If you are talking, on the cheap, yeah I agree. But if you are talking about enterprise...I don't agree at all.

Some services and configurations don't like remote storage. Block level duplication isn't going to happen on NFS either. iSCSI has it's place, but alot of people talk it up as if it's a end all be all, but that's not really the case. You have to be smart and use the right tool for the job. There are plenty of times when NFS is the right choice as well.

We use lots of iSCSI devices here, but in my case we're also talking about 800TBs of Data shared over 600 VMs.



But lets stay back on topic...

Anyone seen or played with the new Ubiquiti UAPIW? It was meant for hotel retrofits, but we're using it to add Wifi to a single remote room at our facility. Works very well. It's supporting 1 guy, sometimes as many as 3 in receiving room at the opposite end of the building. Where it was difficult to wire for add infrastructure. Took a $1000 problem had solved for for $100 and 20 minutes of time.

 

[Zarathustra[H]]

So, I've decided to return the Ubiquiti router and eat the restocking fee.
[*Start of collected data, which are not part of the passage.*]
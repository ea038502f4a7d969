//! kinder entry point.
//!
//! The first positional argument selects the command; everything else comes
//! from `KINDER_*` environment variables (see [`config::KinderConfig`]).
//!
//! ## Commands
//!
//! - **create**: provision and bootstrap the cluster
//! - **delete**: remove every node of the cluster
//! - **get-clusters**: print cluster names
//! - **get-nodes**: print node names of the cluster
//! - **get-kubeconfig** `[internal]`: print the admin kubeconfig
//! - **address**: print the API server URL
//! - **export-logs** `[dir]`: dump runtime and node logs

mod config;

use anyhow::Context;
use config::KinderConfig;
use kinder_core::{ClusterManager, CreateOptions, DockerProvider};
use kinder_runtime::{Engine, HostRunner};
use std::path::PathBuf;
use std::sync::Arc;
use tracing_subscriber::{layer::SubscriberExt, util::SubscriberInitExt, EnvFilter};

const USAGE: &str = "usage: kinder <create|delete|get-clusters|get-nodes|\
                     get-kubeconfig [internal]|address|export-logs [dir]>";

#[derive(Debug, PartialEq, Eq)]
enum Command {
    Create,
    Delete,
    GetClusters,
    GetNodes,
    GetKubeconfig { internal: bool },
    Address,
    ExportLogs { dir: Option<PathBuf> },
}

impl Command {
    fn parse(args: &[String]) -> anyhow::Result<Self> {
        let first = args.first().map(String::as_str);
        let second = args.get(1).map(String::as_str);
        let command = match first {
            Some("create") => Self::Create,
            Some("delete") => Self::Delete,
            Some("get-clusters") => Self::GetClusters,
            Some("get-nodes") => Self::GetNodes,
            Some("get-kubeconfig") => Self::GetKubeconfig {
                internal: second == Some("internal"),
            },
            Some("address") => Self::Address,
            Some("export-logs") => Self::ExportLogs {
                dir: second.map(PathBuf::from),
            },
            Some(other) => anyhow::bail!("unknown command {other:?}\n{USAGE}"),
            None => anyhow::bail!("{USAGE}"),
        };
        Ok(command)
    }
}

fn default_logs_dir() -> PathBuf {
    let stamp = chrono::Utc::now().format("%Y%m%d-%H%M%S");
    PathBuf::from(format!("./kinder-logs-{stamp}"))
}

#[tokio::main]
async fn main() -> anyhow::Result<()> {
    // Logs go to stderr; stdout carries command output
    tracing_subscriber::registry()
        .with(
            EnvFilter::from_default_env()
                .add_directive("kinder=info".parse()?)
                .add_directive("kinder_core=info".parse()?),
        )
        .with(tracing_subscriber::fmt::layer().with_writer(std::io::stderr))
        .init();

    let args: Vec<String> = std::env::args().skip(1).collect();
    let command = Command::parse(&args)?;

    let config = KinderConfig::from_env();
    tracing::debug!(?config, "Configuration loaded");
    config.validate()?;

    let engine = Engine::docker(Arc::new(HostRunner));
    let manager = ClusterManager::new(Arc::new(DockerProvider::new(engine)));
    let name = config.name.as_str();

    match command {
        Command::Create => {
            let spec = config.to_spec()?;
            let options = CreateOptions::new(config.kubeconfig_path()).retain(config.retain);
            manager
                .create(spec, &options)
                .await
                .with_context(|| format!("failed to create cluster {name:?}"))?;
            println!("Cluster {name:?} created");
            println!(
                "kubectl --kubeconfig {} cluster-info",
                options.kubeconfig_path.display()
            );
        }
        Command::Delete => {
            manager
                .delete(name)
                .await
                .with_context(|| format!("failed to delete cluster {name:?}"))?;
        }
        Command::GetClusters => {
            let clusters = manager.list_clusters().await?;
            if clusters.is_empty() {
                tracing::info!("No kinder clusters found");
            }
            for cluster in clusters {
                println!("{cluster}");
            }
        }
        Command::GetNodes => {
            for node in manager.list_nodes(name).await? {
                println!("{}", node.name());
            }
        }
        Command::GetKubeconfig { internal } => {
            let kubeconfig = manager
                .kubeconfig(name, internal)
                .await
                .with_context(|| format!("failed to get kubeconfig for cluster {name:?}"))?;
            print!("{kubeconfig}");
        }
        Command::Address => {
            println!("{}", manager.server_address(name).await?);
        }
        Command::ExportLogs { dir } => {
            let dir = dir.unwrap_or_else(default_logs_dir);
            manager
                .export_logs(name, &dir)
                .await
                .with_context(|| format!("failed to export logs for cluster {name:?}"))?;
            println!("{}", dir.display());
        }
    }

    Ok(())
}

#[cfg(test)]
mod tests {
    use super::*;

    fn args(list: &[&str]) -> Vec<String> {
        list.iter().map(|s| s.to_string()).collect()
    }

    #[test]
    fn test_parse_commands() {
        assert_eq!(Command::parse(&args(&["create"])).unwrap(), Command::Create);
        assert_eq!(
            Command::parse(&args(&["get-kubeconfig"])).unwrap(),
            Command::GetKubeconfig { internal: false }
        );
        assert_eq!(
            Command::parse(&args(&["get-kubeconfig", "internal"])).unwrap(),
            Command::GetKubeconfig { internal: true }
        );
        assert_eq!(
            Command::parse(&args(&["export-logs", "/tmp/logs"])).unwrap(),
            Command::ExportLogs {
                dir: Some(PathBuf::from("/tmp/logs"))
            }
        );
    }

    #[test]
    fn test_parse_rejects_unknown() {
        assert!(Command::parse(&args(&[])).is_err());
        let err = Command::parse(&args(&["destroy"])).unwrap_err();
        assert!(err.to_string().contains("unknown command"));
    }

    #[test]
    fn test_default_logs_dir_is_timestamped() {
        let dir = default_logs_dir();
        assert!(dir.to_string_lossy().starts_with("./kinder-logs-"));
    }
}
I'm going to build a bare metal pfSense box instead using - as much as possible - parts I have kicking around, adding a few I need to order.
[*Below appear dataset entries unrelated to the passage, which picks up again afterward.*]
//! Engine type - the container runtime CLI that backs every node.

use crate::cmd::{single_line, Cmd, Output, Runner};
use crate::error::{Result, RuntimeError};
use std::fmt;
use std::sync::Arc;
use std::time::Duration;

/// Number of attempts made by [`Engine::pull`].
const PULL_ATTEMPTS: u32 = 4;

/// Base delay between pull attempts; attempt `n` waits `n * PULL_BACKOFF`.
const PULL_BACKOFF: Duration = Duration::from_secs(1);

/// Handle to a Docker-compatible container runtime CLI.
///
/// Cheap to clone; all clones share the same [`Runner`].
#[derive(Clone)]
pub struct Engine {
    binary: String,
    runner: Arc<dyn Runner>,
}

impl fmt::Debug for Engine {
    fn fmt(&self, f: &mut fmt::Formatter<'_>) -> fmt::Result {
        f.debug_struct("Engine")
            .field("binary", &self.binary)
            .finish()
    }
}

impl Engine {
    /// Create an engine invoking `binary` through `runner`.
    pub fn new(binary: impl Into<String>, runner: Arc<dyn Runner>) -> Self {
        Self {
            binary: binary.into(),
            runner,
        }
    }

    /// Engine driving the `docker` CLI.
    pub fn docker(runner: Arc<dyn Runner>) -> Self {
        Self::new("docker", runner)
    }

    /// Name of the runtime binary.
    pub fn binary(&self) -> &str {
        &self.binary
    }

    /// Start building a runtime command.
    pub fn command(&self) -> Cmd {
        Cmd::new(&self.binary)
    }

    /// Run a runtime command built with [`Engine::command`].
    pub async fn run_cmd(&self, cmd: &Cmd) -> Result<Output> {
        self.runner.run(cmd).await
    }

    /// Create and start a container from a `run ...` argument vector.
    pub async fn run(&self, args: Vec<String>) -> Result<()> {
        let cmd = self.command().args(args);
        self.run_cmd(&cmd).await?;
        Ok(())
    }

    /// Force-remove containers together with their anonymous volumes.
    pub async fn remove(&self, names: &[String]) -> Result<()> {
        if names.is_empty() {
            return Ok(());
        }
        let cmd = self
            .command()
            .args(["rm", "-f", "-v"])
            .args(names.iter().cloned());
        self.run_cmd(&cmd).await?;
        Ok(())
    }

    /// List containers (running or stopped) matching `filter`, one formatted line each.
    pub async fn list(&self, filter: &str, format: &str) -> Result<Vec<String>> {
        let cmd = self
            .command()
            .args(["ps", "-a", "--filter", filter, "--format", format]);
        Ok(self.run_cmd(&cmd).await?.lines())
    }

    /// Inspect an object with a Go template, returning every output line.
    pub async fn inspect_format(&self, target: &str, format: &str) -> Result<Vec<String>> {
        let cmd = self.command().args(["inspect", "--format", format, target]);
        Ok(self.run_cmd(&cmd).await?.lines())
    }

    /// Inspect an object with a Go template that must yield exactly one line.
    pub async fn inspect_line(&self, target: &str, format: &str) -> Result<String> {
        let cmd = self.command().args(["inspect", "--format", format, target]);
        let out = self.run_cmd(&cmd).await?;
        single_line(&cmd, &out)
    }

    /// Full JSON inspection of an object.
    pub async fn inspect_raw(&self, target: &str) -> Result<Vec<u8>> {
        let cmd = self.command().args(["inspect", target]);
        Ok(self.run_cmd(&cmd).await?.stdout)
    }

    /// Execute `argv` inside a running container, optionally feeding stdin.
    pub async fn exec(
        &self,
        container: &str,
        argv: &[&str],
        stdin: Option<Vec<u8>>,
    ) -> Result<Output> {
        let mut cmd = self.command().arg("exec");
        if stdin.is_some() {
            cmd = cmd.arg("-i");
        }
        cmd = cmd.arg(container).args(argv.iter().copied());
        if let Some(input) = stdin {
            cmd = cmd.stdin(input);
        }
        self.run_cmd(&cmd).await
    }

    /// Container console output.
    pub async fn logs(&self, container: &str) -> Result<Output> {
        let cmd = self.command().args(["logs", container]);
        self.run_cmd(&cmd).await
    }

    /// Runtime-wide information, optionally formatted.
    pub async fn info(&self, format: Option<&str>) -> Result<Output> {
        let mut cmd = self.command().arg("info");
        if let Some(format) = format {
            cmd = cmd.args(["--format", format]);
        }
        self.run_cmd(&cmd).await
    }

    /// Whether the runtime reports user-namespace remapping.
    pub async fn userns_remap(&self) -> Result<bool> {
        let cmd = self
            .command()
            .args(["info", "--format", "{{json .SecurityOptions}}"]);
        let out = self.run_cmd(&cmd).await?;
        let text = out.stdout_str();
        let options: Vec<String> = serde_json::from_str(text.trim()).map_err(|e| {
            RuntimeError::unexpected(&cmd, format!("security options are not a JSON list: {e}"))
        })?;
        Ok(options.iter().any(|o| o.contains("name=userns")))
    }

    /// Whether an image is already present locally.
    pub async fn image_present(&self, image: &str) -> bool {
        let cmd = self
            .command()
            .args(["inspect", "--type=image", image]);
        self.run_cmd(&cmd).await.is_ok()
    }

    /// Pull an image, retrying with linear back-off.
    pub async fn pull(&self, image: &str) -> Result<()> {
        let cmd = self.command().args(["pull", image]);
        let mut attempt = 1;
        loop {
            match self.run_cmd(&cmd).await {
                Ok(_) => {
                    tracing::info!(image, attempt, "Image pulled");
                    return Ok(());
                }
                Err(e) if attempt < PULL_ATTEMPTS => {
                    tracing::warn!(image, attempt, error = %e, "Image pull failed, retrying");
                    tokio::time::sleep(PULL_BACKOFF * attempt).await;
                    attempt += 1;
                }
                Err(e) => return Err(e),
            }
        }
    }

    /// Make sure an image is available locally, pulling only when absent.
    pub async fn ensure_image(&self, image: &str) -> Result<()> {
        if self.image_present(image).await {
            tracing::debug!(image, "Image already present");
            return Ok(());
        }
        tracing::info!(image, "Pulling image");
        self.pull(image).await
    }
}

#[cfg(test)]
mod tests {
    use super::*;
    use crate::testing::ScriptedRunner;

    fn engine(runner: &Arc<ScriptedRunner>) -> Engine {
        Engine::docker(runner.clone())
    }

    #[tokio::test]
    async fn test_remove_empty_is_noop() {
        let runner = Arc::new(ScriptedRunner::new());
        engine(&runner).remove(&[]).await.unwrap();
        assert!(runner.calls().is_empty());
    }

    #[tokio::test]
    async fn test_remove_forces_and_drops_volumes() {
        let runner = Arc::new(ScriptedRunner::new());
        engine(&runner)
            .remove(&["a".into(), "b".into()])
            .await
            .unwrap();
        assert_eq!(runner.calls()[0].args, vec!["rm", "-f", "-v", "a", "b"]);
    }

    #[tokio::test]
    async fn test_exec_with_stdin_uses_interactive_flag() {
        let runner = Arc::new(ScriptedRunner::new());
        engine(&runner)
            .exec("node", &["cat"], Some(b"hi".to_vec()))
            .await
            .unwrap();
        let call = &runner.calls()[0];
        assert_eq!(call.args, vec!["exec", "-i", "node", "cat"]);
        assert_eq!(call.stdin.as_deref(), Some(&b"hi"[..]));
    }

    #[tokio::test]
    async fn test_inspect_line_rejects_multiple_lines() {
        let runner = Arc::new(ScriptedRunner::new().on(["docker", "inspect"], "a\nb\n"));
        let err = engine(&runner).inspect_line("n", "{{.Name}}").await.unwrap_err();
        assert!(err.is_unexpected_output());
    }

    #[tokio::test]
    async fn test_userns_remap_detection() {
        let runner = Arc::new(ScriptedRunner::new().on(
            ["docker", "info"],
            r#"["name=seccomp,profile=default","name=userns"]"#,
        ));
        assert!(engine(&runner).userns_remap().await.unwrap());

        let runner = Arc::new(ScriptedRunner::new().on(["docker", "info"], "not json"));
        assert!(engine(&runner).userns_remap().await.unwrap_err().is_unexpected_output());
    }

    #[tokio::test(start_paused = true)]
    async fn test_pull_retries_then_fails() {
        let runner = Arc::new(ScriptedRunner::new().fail_on(["docker", "pull"], "timeout"));
        let err = engine(&runner).pull("img").await.unwrap_err();
        assert!(err.is_invocation());
        assert_eq!(runner.calls_matching(["docker", "pull"]).len(), PULL_ATTEMPTS as usize);
    }

    #[tokio::test]
    async fn test_ensure_image_skips_pull_when_present() {
        let runner = Arc::new(ScriptedRunner::new());
        engine(&runner).ensure_image("img").await.unwrap();
        assert!(runner.calls_matching(["docker", "pull"]).is_empty());
    }
}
I'm going to go overkill, to make sure I have enough horsepower for all the QoS i want to do, and to make sure it can have other uses if I ever stop using it as a router in the future.

This is what I'm thinking:

• Supermicro Socket 1150 server board (with dual Intel 210 gigabit LAN)
• 35W TDP dual Core i5-4570T with HT disabled for power savings. Base clock 2.9, turbo 3.6 (for pfSense fast cores are better than more cores)
• Whatever DDR3 SO-DIMMS I can find in my parts bin (will probably wind up being 2x2GB of Laptop RAM left over from an 8GB upgrade a while back, can't remember)
• Sandisk USB drive as only disk to run off of.
• Mini-Box M350 chassis and 60W pico-PSU

I'm hoping to get under 15W at the wall with this setup. I might undervolt and underclock a bit if needed.
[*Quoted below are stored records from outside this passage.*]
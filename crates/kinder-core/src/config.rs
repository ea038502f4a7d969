//! Cluster topology configuration types.

use crate::error::CoreError;
use kinder_runtime::{Mount, PortMapping};
use serde::{Deserialize, Serialize};
use std::collections::BTreeSet;
use std::fmt;
use std::net::IpAddr;
use std::str::FromStr;

/// Node image used when a node does not name one.
pub const DEFAULT_NODE_IMAGE: &str = "kindest/node:v1.29.2";

/// Runtime network shared by every cluster unless overridden.
pub const DEFAULT_NETWORK: &str = "kind";

/// Role a node plays in the cluster.
#[derive(Debug, Clone, Copy, PartialEq, Eq, PartialOrd, Ord, Hash, Serialize, Deserialize)]
#[serde(rename_all = "kebab-case")]
pub enum NodeRole {
    /// Runs the API server and etcd.
    ControlPlane,
    /// Runs workloads only.
    Worker,
    /// Fronts multiple control planes. Planned implicitly, never declared.
    ExternalLoadBalancer,
}

impl NodeRole {
    /// Label value for this role.
    pub fn as_str(&self) -> &'static str {
        match self {
            Self::ControlPlane => "control-plane",
            Self::Worker => "worker",
            Self::ExternalLoadBalancer => "external-load-balancer",
        }
    }
}

impl fmt::Display for NodeRole {
    fn fmt(&self, f: &mut fmt::Formatter<'_>) -> fmt::Result {
        f.write_str(self.as_str())
    }
}

impl FromStr for NodeRole {
    type Err = CoreError;

    fn from_str(s: &str) -> Result<Self, Self::Err> {
        match s {
            "control-plane" => Ok(Self::ControlPlane),
            "worker" => Ok(Self::Worker),
            "external-load-balancer" => Ok(Self::ExternalLoadBalancer),
            other => Err(CoreError::UnknownRole(other.to_string())),
        }
    }
}

/// IP family of the cluster network.
#[derive(Debug, Clone, Copy, PartialEq, Eq, Default, Serialize, Deserialize)]
#[serde(rename_all = "lowercase")]
pub enum IpFamily {
    #[default]
    Ipv4,
    Ipv6,
}

impl FromStr for IpFamily {
    type Err = CoreError;

    fn from_str(s: &str) -> Result<Self, Self::Err> {
        match s.to_ascii_lowercase().as_str() {
            "ipv4" => Ok(Self::Ipv4),
            "ipv6" => Ok(Self::Ipv6),
            other => Err(CoreError::Validation(format!("unknown IP family {other:?}"))),
        }
    }
}

/// One declared node.
#[derive(Debug, Clone, PartialEq, Eq, Serialize, Deserialize)]
#[serde(rename_all = "camelCase")]
pub struct NodeSpec {
    /// Role of the node.
    pub role: NodeRole,
    /// Node image; empty means the cluster default.
    #[serde(default)]
    pub image: String,
    /// Extra host paths mounted into the node.
    #[serde(default)]
    pub extra_mounts: Vec<Mount>,
    /// Extra ports published on the host.
    #[serde(default)]
    pub extra_port_mappings: Vec<PortMapping>,
    /// Networks to join. The first is used at creation time.
    #[serde(default)]
    pub networks: Vec<String>,
}

impl NodeSpec {
    /// Node with the given role and no extras.
    pub fn new(role: NodeRole) -> Self {
        Self {
            role,
            image: String::new(),
            extra_mounts: Vec::new(),
            extra_port_mappings: Vec::new(),
            networks: Vec::new(),
        }
    }

    /// Use a specific image.
    pub fn with_image(mut self, image: impl Into<String>) -> Self {
        self.image = image.into();
        self
    }

    /// Add a bind mount.
    pub fn with_mount(mut self, mount: Mount) -> Self {
        self.extra_mounts.push(mount);
        self
    }

    /// Add a published port.
    pub fn with_port(mut self, port: PortMapping) -> Self {
        self.extra_port_mappings.push(port);
        self
    }

    /// Join an additional network.
    pub fn with_network(mut self, network: impl Into<String>) -> Self {
        self.networks.push(network.into());
        self
    }
}

/// API server and subnet settings.
#[derive(Debug, Clone, PartialEq, Eq, Serialize, Deserialize)]
#[serde(rename_all = "camelCase")]
pub struct Networking {
    /// IP family.
    pub ip_family: IpFamily,
    /// Host address the API server is published on.
    pub api_server_address: String,
    /// Host port the API server is published on (0 = auto).
    pub api_server_port: u16,
    /// Pod CIDR.
    pub pod_subnet: String,
    /// Service CIDR.
    pub service_subnet: String,
}

impl Networking {
    /// Defaults for the given IP family.
    pub fn for_family(ip_family: IpFamily) -> Self {
        match ip_family {
            IpFamily::Ipv4 => Self {
                ip_family,
                api_server_address: "127.0.0.1".into(),
                api_server_port: 0,
                pod_subnet: "10.244.0.0/16".into(),
                service_subnet: "10.96.0.0/16".into(),
            },
            IpFamily::Ipv6 => Self {
                ip_family,
                api_server_address: "::1".into(),
                api_server_port: 0,
                pod_subnet: "fd00:10:244::/56".into(),
                service_subnet: "fd00:10:96::/112".into(),
            },
        }
    }
}

impl Default for Networking {
    fn default() -> Self {
        Self::for_family(IpFamily::Ipv4)
    }
}

/// Desired cluster topology.
#[derive(Debug, Clone, PartialEq, Eq, Serialize, Deserialize)]
#[serde(rename_all = "camelCase")]
pub struct ClusterSpec {
    /// Cluster name, stamped on every node as a label.
    pub name: String,
    /// Declared nodes, in order.
    pub nodes: Vec<NodeSpec>,
    /// API server and subnet settings.
    pub networking: Networking,
    /// Runtime network the nodes attach to by default.
    pub network: String,
}

impl ClusterSpec {
    /// Create a new spec builder.
    pub fn builder() -> ClusterSpecBuilder {
        ClusterSpecBuilder::default()
    }

    /// Number of declared control-plane nodes.
    pub fn control_plane_count(&self) -> usize {
        self.nodes
            .iter()
            .filter(|n| n.role == NodeRole::ControlPlane)
            .count()
    }

    /// Whether an external load balancer must front the control plane.
    pub fn has_implicit_load_balancer(&self) -> bool {
        self.control_plane_count() > 1
    }

    /// Whether the cluster uses IPv6.
    pub fn is_ipv6(&self) -> bool {
        self.networking.ip_family == IpFamily::Ipv6
    }

    /// Distinct node images, sorted.
    pub fn images(&self) -> BTreeSet<&str> {
        self.nodes.iter().map(|n| n.image.as_str()).collect()
    }

    /// Validate the spec. Runs before any side effect.
    pub fn validate(&self) -> Result<(), CoreError> {
        if self.name.is_empty() {
            return Err(CoreError::Validation("name is required".into()));
        }
        if !self
            .name
            .chars()
            .all(|c| c.is_ascii_lowercase() || c.is_ascii_digit() || c == '-' || c == '.')
        {
            return Err(CoreError::Validation(format!(
                "name {:?} may only contain lowercase letters, digits, '-' and '.'",
                self.name
            )));
        }
        if self.network.is_empty() {
            return Err(CoreError::Validation("network is required".into()));
        }
        for node in &self.nodes {
            if node.role == NodeRole::ExternalLoadBalancer {
                return Err(CoreError::UnknownRole(node.role.to_string()));
            }
            if node.image.is_empty() {
                return Err(CoreError::Validation(format!(
                    "{} node has no image",
                    node.role
                )));
            }
        }
        if self.control_plane_count() == 0 {
            return Err(CoreError::Validation(
                "at least one control-plane node is required".into(),
            ));
        }

        let address: IpAddr = self
            .networking
            .api_server_address
            .parse()
            .map_err(|_| {
                CoreError::Validation(format!(
                    "invalid api server address {:?}",
                    self.networking.api_server_address
                ))
            })?;
        if address.is_ipv6() != self.is_ipv6() {
            return Err(CoreError::Validation(format!(
                "api server address {} does not match IP family {:?}",
                address, self.networking.ip_family
            )));
        }
        Ok(())
    }
}

/// Builder for ClusterSpec.
#[derive(Debug, Default)]
pub struct ClusterSpecBuilder {
    name: String,
    image: Option<String>,
    nodes: Vec<NodeSpec>,
    ip_family: IpFamily,
    api_server_address: Option<String>,
    api_server_port: u16,
    pod_subnet: Option<String>,
    service_subnet: Option<String>,
    network: Option<String>,
}

impl ClusterSpecBuilder {
    /// Set the cluster name.
    pub fn name(mut self, name: impl Into<String>) -> Self {
        self.name = name.into();
        self
    }

    /// Set the image used by nodes that do not name one.
    pub fn image(mut self, image: impl Into<String>) -> Self {
        self.image = Some(image.into());
        self
    }

    /// Add a declared node.
    pub fn node(mut self, node: NodeSpec) -> Self {
        self.nodes.push(node);
        self
    }

    /// Add `count` plain control-plane nodes.
    pub fn control_planes(mut self, count: usize) -> Self {
        self.nodes
            .extend((0..count).map(|_| NodeSpec::new(NodeRole::ControlPlane)));
        self
    }

    /// Add `count` plain worker nodes.
    pub fn workers(mut self, count: usize) -> Self {
        self.nodes
            .extend((0..count).map(|_| NodeSpec::new(NodeRole::Worker)));
        self
    }

    /// Set the IP family.
    pub fn ip_family(mut self, family: IpFamily) -> Self {
        self.ip_family = family;
        self
    }

    /// Set the host address the API server is published on.
    pub fn api_server_address(mut self, address: impl Into<String>) -> Self {
        self.api_server_address = Some(address.into());
        self
    }

    /// Set the host port the API server is published on (0 = auto).
    pub fn api_server_port(mut self, port: u16) -> Self {
        self.api_server_port = port;
        self
    }

    /// Set the pod CIDR.
    pub fn pod_subnet(mut self, subnet: impl Into<String>) -> Self {
        self.pod_subnet = Some(subnet.into());
        self
    }

    /// Set the service CIDR.
    pub fn service_subnet(mut self, subnet: impl Into<String>) -> Self {
        self.service_subnet = Some(subnet.into());
        self
    }

    /// Use a runtime network other than the default.
    pub fn network(mut self, network: impl Into<String>) -> Self {
        self.network = Some(network.into());
        self
    }

    /// Build the spec, applying defaults and validating.
    pub fn build(self) -> Result<ClusterSpec, CoreError> {
        let image = self.image.unwrap_or_else(|| DEFAULT_NODE_IMAGE.to_string());
        let nodes = self
            .nodes
            .into_iter()
            .map(|mut n| {
                if n.image.is_empty() {
                    n.image = image.clone();
                }
                n
            })
            .collect();

        let mut networking = Networking::for_family(self.ip_family);
        networking.api_server_port = self.api_server_port;
        if let Some(address) = self.api_server_address {
            networking.api_server_address = address;
        }
        if let Some(subnet) = self.pod_subnet {
            networking.pod_subnet = subnet;
        }
        if let Some(subnet) = self.service_subnet {
            networking.service_subnet = subnet;
        }

        let spec = ClusterSpec {
            name: self.name,
            nodes,
            networking,
            network: self.network.unwrap_or_else(|| DEFAULT_NETWORK.to_string()),
        };
        spec.validate()?;
        Ok(spec)
    }
}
Now my only problem is that my RMA expires before I can get all the parts here I'll have to figure out a temporary router

I probably went WAY overkill on the CPU, but I found a good deal on it on eBay, and it's still a 35W part.

Well, I got this little mini system built yesterday.

As expected the CPU was totally overkill. After figuring out how to enable power saving on the CPU (it's in the web based GUI menus in pfSense) it spends most of it's time at normal loads lowering it's clock to between 900 and 1500mhz, which is great for power use. Power use is between 12W and 13.5W as measured at the wall with a Kill-A-Watt device. Really not bad for an x86 device with full (non-atom) desktop cores.

Without enabling the power saving settings it sits at base clocks (2.9ghz) and about 20-22W, with the little low profile rosewill cooler at min fan speed resulting in a 38C to 42C temp. The case is cooler to the touch than the Unifi router was

I have never seen the unit draw more than 22W at the wall, but I have only loaded it up with speedtest.net, and my connection maxes out at 160/160Mbit. The fact that it at normal use sits between 900-1500Mhz, and I've never seen it turbo boost above base clock (2.9ghz) its reported 3.6Ghz max turbo results in a huge safety margin where it can go under periods of heavy load

I fully expect both power use and clock speeds to go up once I enable full QoS, which is my next little project once I get done with my massive VMWare ESXi to Proxmox/KVM/LXC migration I am doing in parallel to my router upgrade.

While I would have preferred a system with ECC, I'm pretty happy with this build.